Multi-xenobiotic-resistance a possible explanation for the insensitivity of bivalves towards cyanobacterial toxins.

Filterfeeders, such as bivalves, are highly affected during toxic cyanobacterial blooms, as they are non-selective and may use the cyanobacteria as main nutrition source. The freshwater mussel Dreissena polymorpha, living in lakes and rivers coexisting with cyanobacteria, was exposed to 100 microg L(-1) microcystin-LR (MC-LR) for up to three days. MC-LR concentration in mussel tissue and surrounding media was quantified by HPLC-PDA during uptake and depuration phase, revealing an immediate, continuous uptake, and release of non-metabolized toxin, and occurrence of reincorporation.

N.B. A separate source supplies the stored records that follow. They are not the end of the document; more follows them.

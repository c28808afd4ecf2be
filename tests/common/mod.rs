//! Purpose: Shared fixtures for integration tests.
//! Exports: `MirrorEmulator`, `init_tracing`, `operator`, `TestResult`.
//! Role: Serves an axum router on a loopback port from a background tokio runtime.
//! Invariants: Loopback-only; the server shuts down and its thread is joined on drop.
#![allow(dead_code)]

use std::net::{SocketAddr, TcpListener};
use std::thread::JoinHandle;

use axum::Router;
use tokio::sync::oneshot;
use tower_http::trace::TraceLayer;
use tracing_subscriber::EnvFilter;

use ledgerlink::config::Operator;
use ledgerlink::core::entity::AccountId;
use ledgerlink::core::key::{KeyAlgorithm, PrivateKey, PublicKey};

pub type TestResult<T = ()> = Result<T, Box<dyn std::error::Error>>;

pub fn init_tracing() {
    let env_filter = EnvFilter::try_from_default_env().unwrap_or_else(|_| EnvFilter::new("info"));
    let _ = tracing_subscriber::fmt()
        .with_env_filter(env_filter)
        .with_target(false)
        .with_test_writer()
        .try_init();
}

pub fn operator() -> Operator {
    Operator::new(
        AccountId::from_num(2),
        PrivateKey::from_bytes(KeyAlgorithm::Ed25519, &[1; 32]).expect("private key"),
        PublicKey::from_bytes(KeyAlgorithm::Ed25519, &[2; 32]).expect("public key"),
    )
    .expect("operator")
}

pub struct MirrorEmulator {
    addr: SocketAddr,
    shutdown: Option<oneshot::Sender<()>>,
    thread: Option<JoinHandle<()>>,
}

impl MirrorEmulator {
    pub fn start(router: Router) -> TestResult<Self> {
        init_tracing();
        let listener = TcpListener::bind("127.0.0.1:0")?;
        listener.set_nonblocking(true)?;
        let addr = listener.local_addr()?;
        let (shutdown, signal) = oneshot::channel::<()>();
        let app = router.layer(TraceLayer::new_for_http());

        let thread = std::thread::spawn(move || {
            let runtime = match tokio::runtime::Builder::new_multi_thread()
                .worker_threads(1)
                .enable_all()
                .build()
            {
                Ok(runtime) => runtime,
                Err(err) => {
                    tracing::error!(error = %err, "mirror emulator runtime failed");
                    return;
                }
            };
            runtime.block_on(async move {
                let listener = match tokio::net::TcpListener::from_std(listener) {
                    Ok(listener) => listener,
                    Err(err) => {
                        tracing::error!(error = %err, "mirror emulator bind failed");
                        return;
                    }
                };
                let server = axum::serve(listener, app).with_graceful_shutdown(async move {
                    let _ = signal.await;
                });
                if let Err(err) = server.await {
                    tracing::error!(error = %err, "mirror emulator stopped");
                }
            });
        });

        Ok(Self {
            addr,
            shutdown: Some(shutdown),
            thread: Some(thread),
        })
    }

    pub fn base_url(&self) -> String {
        format!("http://{}", self.addr)
    }
}

impl Drop for MirrorEmulator {
    fn drop(&mut self) {
        if let Some(shutdown) = self.shutdown.take() {
            let _ = shutdown.send(());
        }
        if let Some(thread) = self.thread.take() {
            let _ = thread.join();
        }
    }
}
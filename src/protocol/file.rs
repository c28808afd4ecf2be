//! Purpose: Ledger file operations.
//! Exports: `FileInfo` and the file create/append/update/delete/contents/info requests and results.
//! Role: Factories default the file keys to the operator key.
//! Invariants: Create contents are at most 2048 bytes; append chunks at most 4096 bytes.
use bytes::Bytes;
use time::OffsetDateTime;

use crate::config::Operator;
use crate::core::entity::{FileId, TransactionId};
use crate::core::error::{ApiResult, Error};
use crate::core::key::PublicKey;
use crate::core::status::Status;
use crate::protocol::network::{LedgerQuery, QueryResponse, TransactionBody};
use crate::protocol::options::{
    KeySource, MAX_FILE_APPEND_BYTES, MAX_FILE_CREATE_BYTES, QueryOptions, TransactionOptions,
    check_max_len, check_memo, check_not_empty,
};
use crate::protocol::request::{
    Operation, OperationKind, Outcome, Request, required, unexpected_response,
};

/// File metadata as a consensus node reports it.
#[derive(Clone, Debug, Eq, PartialEq)]
pub struct FileInfo {
    pub file_id: FileId,
    pub size: u64,
    pub expiration_time: Option<OffsetDateTime>,
    pub deleted: bool,
    pub keys: Vec<PublicKey>,
    pub memo: String,
}

#[derive(Clone, Debug, Eq, PartialEq)]
pub struct FileCreateRequest {
    contents: Bytes,
    keys: Vec<KeySource>,
    memo: Option<String>,
    expiration_time: Option<OffsetDateTime>,
    options: TransactionOptions,
}

impl FileCreateRequest {
    /// A file owned by the operator key.
    pub fn of(contents: impl Into<Bytes>) -> ApiResult<Self> {
        Self::build(contents.into(), vec![KeySource::Operator], None)
    }

    pub fn of_keys(contents: impl Into<Bytes>, keys: Vec<PublicKey>) -> ApiResult<Self> {
        if keys.is_empty() {
            return Err(Error::invalid_argument("file keys must not be empty"));
        }
        Self::build(contents.into(), keys.into_iter().map(KeySource::Key).collect(), None)
    }

    pub fn of_keys_and_memo(
        contents: impl Into<Bytes>,
        keys: Vec<PublicKey>,
        memo: impl Into<String>,
    ) -> ApiResult<Self> {
        let memo = memo.into();
        check_memo(&memo, "file memo")?;
        let mut request = Self::of_keys(contents, keys)?;
        request.memo = Some(memo);
        Ok(request)
    }

    fn build(contents: Bytes, keys: Vec<KeySource>, memo: Option<String>) -> ApiResult<Self> {
        check_max_len(contents.len(), MAX_FILE_CREATE_BYTES, "file contents")?;
        Ok(Self {
            contents,
            keys,
            memo,
            expiration_time: None,
            options: TransactionOptions::default(),
        })
    }

    pub fn with_expiration_time(mut self, expiration_time: OffsetDateTime) -> Self {
        self.expiration_time = Some(expiration_time);
        self
    }

    pub fn with_options(mut self, options: TransactionOptions) -> Self {
        self.options = options;
        self
    }

    pub fn keys(&self) -> &[KeySource] {
        &self.keys
    }
}

#[derive(Clone, Debug, Eq, PartialEq)]
pub struct FileCreateResult {
    pub transaction_id: TransactionId,
    pub status: Status,
    pub file_id: FileId,
}

impl Request for FileCreateRequest {
    type Output = FileCreateResult;

    fn kind(&self) -> OperationKind {
        OperationKind::FileCreate
    }

    fn operation(&self, operator: &Operator) -> ApiResult<Operation> {
        Ok(Operation::Transaction {
            body: TransactionBody::FileCreate {
                contents: self.contents.clone(),
                keys: self.keys.iter().filter_map(|key| key.resolve(operator)).collect(),
                memo: self.memo.clone(),
                expiration_time: self.expiration_time,
            },
            options: self.options.clone(),
        })
    }

    fn output(outcome: Outcome) -> ApiResult<Self::Output> {
        let kind = OperationKind::FileCreate;
        let receipt = outcome.into_receipt(kind)?;
        Ok(FileCreateResult {
            transaction_id: receipt.transaction_id,
            status: receipt.status,
            file_id: required(receipt.file_id, &receipt, kind, "file id")?,
        })
    }
}

#[derive(Clone, Debug, Eq, PartialEq)]
pub struct FileAppendRequest {
    file_id: FileId,
    contents: Bytes,
    options: TransactionOptions,
}

impl FileAppendRequest {
    pub fn of(file_id: FileId, contents: impl Into<Bytes>) -> ApiResult<Self> {
        let contents = contents.into();
        check_not_empty(contents.len(), "appended contents")?;
        check_max_len(contents.len(), MAX_FILE_APPEND_BYTES, "appended contents")?;
        Ok(Self {
            file_id,
            contents,
            options: TransactionOptions::default(),
        })
    }

    pub fn with_options(mut self, options: TransactionOptions) -> Self {
        self.options = options;
        self
    }
}

#[derive(Clone, Debug, Eq, PartialEq)]
pub struct FileAppendResult {
    pub transaction_id: TransactionId,
    pub status: Status,
}

impl Request for FileAppendRequest {
    type Output = FileAppendResult;

    fn kind(&self) -> OperationKind {
        OperationKind::FileAppend
    }

    fn operation(&self, _operator: &Operator) -> ApiResult<Operation> {
        Ok(Operation::Transaction {
            body: TransactionBody::FileAppend {
                file_id: self.file_id,
                contents: self.contents.clone(),
            },
            options: self.options.clone(),
        })
    }

    fn output(outcome: Outcome) -> ApiResult<Self::Output> {
        let receipt = outcome.into_receipt(OperationKind::FileAppend)?;
        Ok(FileAppendResult {
            transaction_id: receipt.transaction_id,
            status: receipt.status,
        })
    }
}

#[derive(Clone, Debug, Eq, PartialEq)]
pub struct FileUpdateRequest {
    file_id: FileId,
    contents: Option<Bytes>,
    memo: Option<String>,
    expiration_time: Option<OffsetDateTime>,
    options: TransactionOptions,
}

impl FileUpdateRequest {
    /// Replaces the whole contents.
    pub fn of_contents(file_id: FileId, contents: impl Into<Bytes>) -> ApiResult<Self> {
        let contents = contents.into();
        check_max_len(contents.len(), MAX_FILE_CREATE_BYTES, "file contents")?;
        Ok(Self {
            contents: Some(contents),
            ..Self::empty(file_id)
        })
    }

    pub fn of_memo(file_id: FileId, memo: impl Into<String>) -> ApiResult<Self> {
        let memo = memo.into();
        check_memo(&memo, "file memo")?;
        Ok(Self {
            memo: Some(memo),
            ..Self::empty(file_id)
        })
    }

    pub fn of_expiration_time(file_id: FileId, expiration_time: OffsetDateTime) -> Self {
        Self {
            expiration_time: Some(expiration_time),
            ..Self::empty(file_id)
        }
    }

    fn empty(file_id: FileId) -> Self {
        Self {
            file_id,
            contents: None,
            memo: None,
            expiration_time: None,
            options: TransactionOptions::default(),
        }
    }

    pub fn with_options(mut self, options: TransactionOptions) -> Self {
        self.options = options;
        self
    }
}

#[derive(Clone, Debug, Eq, PartialEq)]
pub struct FileUpdateResult {
    pub transaction_id: TransactionId,
    pub status: Status,
}

impl Request for FileUpdateRequest {
    type Output = FileUpdateResult;

    fn kind(&self) -> OperationKind {
        OperationKind::FileUpdate
    }

    fn operation(&self, _operator: &Operator) -> ApiResult<Operation> {
        Ok(Operation::Transaction {
            body: TransactionBody::FileUpdate {
                file_id: self.file_id,
                contents: self.contents.clone(),
                memo: self.memo.clone(),
                expiration_time: self.expiration_time,
            },
            options: self.options.clone(),
        })
    }

    fn output(outcome: Outcome) -> ApiResult<Self::Output> {
        let receipt = outcome.into_receipt(OperationKind::FileUpdate)?;
        Ok(FileUpdateResult {
            transaction_id: receipt.transaction_id,
            status: receipt.status,
        })
    }
}

#[derive(Clone, Debug, Eq, PartialEq)]
pub struct FileDeleteRequest {
    file_id: FileId,
    options: TransactionOptions,
}

impl FileDeleteRequest {
    pub fn of(file_id: FileId) -> Self {
        Self {
            file_id,
            options: TransactionOptions::default(),
        }
    }

    pub fn with_options(mut self, options: TransactionOptions) -> Self {
        self.options = options;
        self
    }
}

#[derive(Clone, Debug, Eq, PartialEq)]
pub struct FileDeleteResult {
    pub transaction_id: TransactionId,
    pub status: Status,
}

impl Request for FileDeleteRequest {
    type Output = FileDeleteResult;

    fn kind(&self) -> OperationKind {
        OperationKind::FileDelete
    }

    fn operation(&self, _operator: &Operator) -> ApiResult<Operation> {
        Ok(Operation::Transaction {
            body: TransactionBody::FileDelete {
                file_id: self.file_id,
            },
            options: self.options.clone(),
        })
    }

    fn output(outcome: Outcome) -> ApiResult<Self::Output> {
        let receipt = outcome.into_receipt(OperationKind::FileDelete)?;
        Ok(FileDeleteResult {
            transaction_id: receipt.transaction_id,
            status: receipt.status,
        })
    }
}

#[derive(Clone, Debug, Eq, PartialEq)]
pub struct FileContentsRequest {
    file_id: FileId,
    options: QueryOptions,
}

impl FileContentsRequest {
    pub fn of(file_id: FileId) -> Self {
        Self {
            file_id,
            options: QueryOptions::default(),
        }
    }

    pub fn with_options(mut self, options: QueryOptions) -> Self {
        self.options = options;
        self
    }
}

#[derive(Clone, Debug, Eq, PartialEq)]
pub struct FileContentsResult {
    pub transaction_id: TransactionId,
    pub status: Status,
    pub contents: Bytes,
}

impl Request for FileContentsRequest {
    type Output = FileContentsResult;

    fn kind(&self) -> OperationKind {
        OperationKind::FileContents
    }

    fn operation(&self, _operator: &Operator) -> ApiResult<Operation> {
        Ok(Operation::Query {
            query: LedgerQuery::FileContents {
                file_id: self.file_id,
            },
            options: self.options,
        })
    }

    fn output(outcome: Outcome) -> ApiResult<Self::Output> {
        let kind = OperationKind::FileContents;
        match outcome.into_response(kind)? {
            (transaction_id, QueryResponse::FileContents(contents)) => Ok(FileContentsResult {
                transaction_id,
                status: Status::Ok,
                contents,
            }),
            (_, other) => Err(unexpected_response(kind, &other)),
        }
    }
}

#[derive(Clone, Debug, Eq, PartialEq)]
pub struct FileInfoRequest {
    file_id: FileId,
    options: QueryOptions,
}

impl FileInfoRequest {
    pub fn of(file_id: FileId) -> Self {
        Self {
            file_id,
            options: QueryOptions::default(),
        }
    }

    pub fn with_options(mut self, options: QueryOptions) -> Self {
        self.options = options;
        self
    }
}

#[derive(Clone, Debug, Eq, PartialEq)]
pub struct FileInfoResult {
    pub transaction_id: TransactionId,
    pub status: Status,
    pub info: FileInfo,
}

impl Request for FileInfoRequest {
    type Output = FileInfoResult;

    fn kind(&self) -> OperationKind {
        OperationKind::FileInfo
    }

    fn operation(&self, _operator: &Operator) -> ApiResult<Operation> {
        Ok(Operation::Query {
            query: LedgerQuery::FileInfo {
                file_id: self.file_id,
            },
            options: self.options,
        })
    }

    fn output(outcome: Outcome) -> ApiResult<Self::Output> {
        let kind = OperationKind::FileInfo;
        match outcome.into_response(kind)? {
            (transaction_id, QueryResponse::FileInfo(info)) => Ok(FileInfoResult {
                transaction_id,
                status: Status::Ok,
                info,
            }),
            (_, other) => Err(unexpected_response(kind, &other)),
        }
    }
}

The involvement of multi-xenobiotic-resistance protein (P-glycoprotein, P-gp) on the excretion of MC-LR was evidenced by efflux and accumulation version of the Rhodamine Assay as well as on P-gp gene expression. P-gp expression was enhanced after 1 h exposure but no changes were detected after longer (72 h) exposure. P-gp enzyme activity showed a significant increase with exposure time, supporting the hypothesis that P-gp is involved in the excretion of MC-LR. Induction of biotransformation enzyme such as pi-class glutathione S-transferase (piGST) and antioxidant enzyme catalase (CAT) was immediately inhibited and returned to control values only after more than 72 h expose time. Heat shock protein 70 (hsp70) and protein phosphatase 2A (PP2A) gene expression was not changed due to the treatment with cyanobacterial toxin MC-LR.